1. La emigración se ha convertido en un fenómeno global en el mundo actual e implica a todas las naciones, ya sean países de salida, de tránsito o de llegada. Afecta a millones de seres humanos, y plantea desafíos que la Iglesia peregrina, al servicio de toda la familia humana, no puede dejar de asumir y afrontar con el espíritu evangélico de caridad universal. La Jornada mundial de los emigrantes y refugiados de este año debería ser una renovada ocasión de especial oración por las necesidades de todos los que, por cualquier razón, se encuentran lejos de su hogar y de su familia; debería ser una jornada de seria reflexión sobre los deberes de los católicos para estos hermanos y hermanas.
Entre las personas particularmente afectadas, se encuentran los más vulnerables de los extranjeros: los emigrantes indocumentados, los refugiados, los que buscan asilo, los desplazados a causa de continuos conflictos violentos en muchas partes del mundo, y las víctimas – en su mayoría mujeres y niños – del terrible crimen del tráfico humano. Aún en el pasado reciente hemos sido testigos de trágicos episodios de desplazamientos forzados de personas por motivos étnicos y ambiciones nacionalistas, que han sumado indecibles sufrimientos a la vida de grupos elegidos como blancos. A la raíz de estas situaciones hay intenciones y acciones pecaminosas, que son contrarias al Evangelio y constituyen una llamada a los cristianos en todos los lugares a vencer el mal con el bien.
2. La participación en la comunidad católica no se determina por la nacionalidad o por el origen social o étnico, sino fundamentalmente por la fe en Jesucristo y por el bautismo en nombre de la Santísima Trinidad. El carácter “cosmopolita” del Pueblo de Dios es visible hoy prácticamente en toda Iglesia particular, porque la emigración ha transformado incluso comunidades pequeñas y antes aisladas en realidades pluralistas e interculturales. Lugares donde hasta hace poco raramente se veía un extranjero son ahora hogar de personas de diferentes partes del mundo.
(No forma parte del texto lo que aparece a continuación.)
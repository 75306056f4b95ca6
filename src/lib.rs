//! Vinculo — contract network analysis toolkit
//!
//! Builds a weighted undirected graph of institutions, vendors and linked
//! aliases from two CSV tables (a contracts table and an identity-links
//! table), then derives read-only reports from the finalized graph: a
//! vertex identity table, a node-size map for rendering, and degree
//! rankings. A set of CSV cleaning transforms (tax-id formatting, name
//! normalization, column removal, deduplication) prepares the inputs.
//!
//! # Example
//!
//! ```rust
//! use vinculo::{GraphBuilder, Table};
//!
//! let mut contracts = Table::new(["institution", "name", "tax_id", "contract_value"]);
//! contracts.push_row(["City Health Dept", "Acme Supplies", "19131243000197", "1500.0"]);
//! contracts.push_row(["City Health Dept", "Acme Supplies", "19131243000197", "500.0"]);
//! let links = Table::new(["tax_id", "name"]);
//!
//! let graph = GraphBuilder::from_tables(&contracts, &links).unwrap().build();
//!
//! assert_eq!(graph.vertex_count(), 2);
//! assert_eq!(graph.edge_weight("City Health Dept", "Acme Supplies"), Some(2000.0));
//! ```

#![allow(missing_docs)]
#![warn(clippy::all)]

pub mod clean;
pub mod graph;
pub mod report;
pub mod table;

// Re-export main types for convenience
pub use graph::{ContractGraph, ContractRecord, GraphBuilder, LinkRecord, VertexId};
pub use report::{DegreeEntry, DegreeFilter, VertexEntry};
pub use table::{Table, TableError, TableResult};

/// Version information
pub const VERSION: &str = env!("CARGO_PKG_VERSION");

/// Get version string
pub fn version() -> &'static str {
    VERSION
}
Por ejemplo, durante la eucaristía dominical, cada vez con mayor frecuencia, se proclama la Buena Nueva en lenguas antes jamás oídas. De tal forma se da mayor expresión a la exhortación del antiguo salmo: “Alabad al Señor todas las naciones, aclamadlo todos los pueblos” (Sal. 116,1). Por tanto, estas comunidades tienen nuevas oportunidades de vivir la experiencia de la catolicidad, una nota de la Iglesia que expresa su apertura esencial a todo lo que es obra del Espíritu en cada pueblo.
La Iglesia considera que restringir la participación en una comunidad local sobre la base de características étnicas u otras, similares, sería un empobrecimiento para todos los implicados, y contradiría el derecho básico del bautizado de participar en el culto y en la vida de la comunidad. Además, si los recién llegados no se sienten acogidos cuando se acercan a una comunidad parroquial particular porque no hablan la lengua local o no siguen las costumbres locales, fácilmente se convertirán en la “oveja pérdida”. El abandono de estos “pequeños” por razones de discriminación, aunque sea latente, debería ser causa de grave preocupación para los pastores y también para los fieles.